Fri Mar 12 01:44:21 UTC 2021

Hello,

( As discussed, I am adding in cc. some more audience up to dev at openvswitch.org<mailto:dev at openvswitch.org> )

TL;DR / Summary:
* At LTS kernel v4.19.0, I was able to send certain VMs into Kernel Panic remotely, by simply spamming them with slight traffic from user land:
  - In primis, rpm for LTS kernel 4.19.0 came via centos/elrepo, as-is; so this was a stock kernel, likely affecting several folks.
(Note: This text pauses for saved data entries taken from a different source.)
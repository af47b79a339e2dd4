//! # Butterfly-walk CLI
//!
//! Command-line interface for the butterfly-walk library.
//! Loads a road dataset and prints the shortest walking route between two
//! intersections.

use std::path::PathBuf;
use std::time::Instant;

use anyhow::{Context, Result};
use butterfly_walk::{
    load_graph, ColumnRef, EngineOptions, Graph, LoaderConfig, Preset, Route,
    ShortestPathEngine, VertexId,
};
use clap::Parser;
use log::{error, info, LevelFilter};

mod cli;

/// Command-line interface for butterfly-walk
#[derive(Parser)]
#[command(name = "butterfly-walk")]
#[command(about = "Shortest walking routes over road-segment data (Bellman-Ford)")]
#[command(long_about = "Finds the shortest walking route between two intersections:
  butterfly-walk roads.csv --from 53980 --to 30783
  butterfly-walk roads.csv --from 1 --to 4 --json
  butterfly-walk VT_Road_Centerline.csv --preset vt-road-centerline --from 53980 --to 30783

Column Mapping:
  By default the header row must contain start, end, name and distance.
  --config layout.toml             # read the layout from a TOML file
  --distance-column ArcMiles       # pick a column by header name
  --start-column 60                # or by zero-based position")]
#[command(version = env!("BUTTERFLY_VERSION"))]
struct Cli {
    /// Road segment file, one road per row
    input: PathBuf,

    /// Intersection id to start from
    #[arg(long, allow_hyphen_values = true, required_unless_present = "dry_run")]
    from: Option<VertexId>,

    /// Intersection id to walk to
    #[arg(long, allow_hyphen_values = true, required_unless_present = "dry_run")]
    to: Option<VertexId>,

    /// TOML file describing the input layout
    #[arg(short, long, conflicts_with = "preset")]
    config: Option<PathBuf>,

    /// Built-in input layout: "default" or "vt-road-centerline"
    #[arg(long)]
    preset: Option<Preset>,

    /// Column holding the start intersection id (name or index)
    #[arg(long)]
    start_column: Option<ColumnRef>,

    /// Column holding the end intersection id (name or index)
    #[arg(long)]
    end_column: Option<ColumnRef>,

    /// Column holding the street name (name or index)
    #[arg(long)]
    label_column: Option<ColumnRef>,

    /// Column holding the road length (name or index)
    #[arg(long)]
    distance_column: Option<ColumnRef>,

    /// Field delimiter
    #[arg(long)]
    delimiter: Option<char>,

    /// The input has no header row (columns must be given by index)
    #[arg(long)]
    no_headers: bool,

    /// Relax table columns in parallel
    #[arg(long)]
    parallel: bool,

    /// Print the route as JSON
    #[arg(long)]
    json: bool,

    /// Load the graph and report its size without routing
    #[arg(long)]
    dry_run: bool,

    /// Enable verbose logging
    #[arg(short, long)]
    verbose: bool,
}

/// Build the loader configuration from file, preset and flag overrides
fn resolve_config(cli: &Cli) -> Result<LoaderConfig> {
    let mut config = match (&cli.config, cli.preset) {
        (Some(path), _) => LoaderConfig::from_file(path)
            .with_context(|| format!("Failed to load configuration {}", path.display()))?,
        (None, Some(preset)) => preset.config(),
        (None, None) => LoaderConfig::default(),
    };

    if let Some(column) = &cli.start_column {
        config.columns.start = column.clone();
    }
    if let Some(column) = &cli.end_column {
        config.columns.end = column.clone();
    }
    if let Some(column) = &cli.label_column {
        config.columns.label = column.clone();
    }
    if let Some(column) = &cli.distance_column {
        config.columns.distance = column.clone();
    }
    if let Some(delimiter) = cli.delimiter {
        config.delimiter = delimiter;
        config.delimiter_byte()?;
    }
    if cli.no_headers {
        config.has_headers = false;
    }
    if cli.parallel {
        config.parallel = true;
    }

    Ok(config)
}

fn main() {
    if let Err(e) = run() {
        error!("❌ Error: {e:#}");
        std::process::exit(1);
    }
}

fn run() -> Result<()> {
    let cli = Cli::parse();

    // Initialize logging to stderr
    let mut logger = env_logger::Builder::from_default_env();
    logger.target(env_logger::Target::Stderr);
    if cli.verbose {
        logger.filter_level(LevelFilter::Debug);
    }
    logger.init();

    if cli.verbose {
        eprintln!("🦋 Butterfly-walk v{} starting...", env!("BUTTERFLY_VERSION"));
    }

    let config = resolve_config(&cli)?;
    let graph = load_graph(&cli.input, &config)
        .with_context(|| format!("Failed to load roads from {}", cli.input.display()))?;

    if cli.dry_run {
        eprintln!("🔍 [DRY RUN] Loaded {}", cli.input.display());
        println!(
            "Graph: {} intersections, {} directed roads",
            graph.vertex_count(),
            graph.edge_count()
        );
        return Ok(());
    }

    let (Some(from), Some(to)) = (cli.from, cli.to) else {
        anyhow::bail!("--from and --to are required unless --dry-run is given");
    };

    let route = find_route(&graph, from, to, config.parallel)?;

    if cli.json {
        println!("{}", serde_json::to_string_pretty(&route)?);
    } else {
        print_route(&route);
    }

    Ok(())
}

/// Run one query with a progress bar over the table columns
fn find_route(graph: &Graph, from: VertexId, to: VertexId, parallel: bool) -> Result<Route> {
    // Reject an unknown destination before the expensive part
    graph.require_index(to)?;

    let columns = graph.vertex_count().saturating_sub(1) as u64;
    let progress_manager =
        cli::ProgressManager::new(columns, &format!("🚶 Computing distances from {from}"));
    let options = EngineOptions {
        parallel,
        progress: Some(progress_manager.callback()),
    };

    let start = Instant::now();
    let engine = ShortestPathEngine::with_options(graph, options);
    let table = engine.compute_distances(from)?;
    progress_manager.pb.finish_and_clear();
    info!(
        "Distance table ({} x {}) filled in {:.2}s",
        table.vertex_count(),
        table.vertex_count(),
        start.elapsed().as_secs_f64()
    );

    Ok(engine.reconstruct_path(to, &table)?)
}

fn print_route(route: &Route) {
    match route {
        Route::Found {
            source,
            destination,
            legs,
            total_distance,
        } => {
            println!("Walking route from {source} to {destination}:");
            for (i, leg) in legs.iter().enumerate() {
                println!("  {}. {} ({})", i + 1, leg.name, leg.distance);
            }
            println!("Distance: {total_distance}");
        }
        Route::NoPath { .. } => println!("{route}"),
    }
}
I am surprised it passed QA from so many teams.
  - The bug inducing oneliner:
     * `echo 1 2 4 8 16 32 64 128|xargs -n1 iperf3 -c <my_iperf_server> -P` ## `iperf3 -s` server was running on the crashing side
  - the effect was 100% reproducible with the above, falling apart at about 8 or 16 parallel processes, see [2] below for the stacktraces
  - the configuration involved a setup of just a couple k8s pods (i.e. containers) over my openstack provider; fyi. I don’t own the hardware resource, it was my upstream.
  - I established that it needed at least 2 nodes (VMs) _and_ openvswitch was part of the prerequisites for the crash (i.e. I could not reach kernel panic with the iperf server outside of the container)
  - perhaps a crucial piece of information would have been the openstack’s supervisor kernel & qemu version; alas, I don’t have that nor has it been readily available to me.

I may have difficulty today to reproduce it, but I think the simplicity of the test makes it very attractive for LTP, so I am sending this to see what kind of feedback we might collect.

cheers and thanks for reading so far,
Fotis

p.s. @Richard, a bit of feedback follows inline, thanks for the follow up.

On 11 Mar 2021, at 12:08, Richard Palethorpe <rpalethorpe at suse.de<mailto:rpalethorpe at suse.de>> wrote:

Hello Fotis,

Fotis Georgatos <fotis.georgatos at epfl.ch<mailto:fotis.georgatos at epfl.ch>> writes:

Dear Jaime, Richard,

I am motivated by Richard’s recent FOSDEM’21 talk [1] to reach out to
both you.

That's great to know!

Back in 2019 I had to deal with an obscure and esoteric linux 4.19.0 kernel bug, described in [2], whereby any 2 k8s pods could crash each other with the right network pressure and conditions - that was reproducible.
Then, Linux kernel 4.19.1 made the bug go away, presumably/possibly
due to the bug fix in [3], but this is just my personal guess and I
have never got down to cornering it.

I guess this is not specific to k8s, but any OVS setup. A GPF caused by
packet processing could be serious. Especially if the bug is not
actually fixed, but the commit mentioned just made it more difficult to
reproduce.

My thoughts, as well. Even if it’s fixed, the generality of the test would make it very attractive to adopt it under LTP - it would cover several more bug types.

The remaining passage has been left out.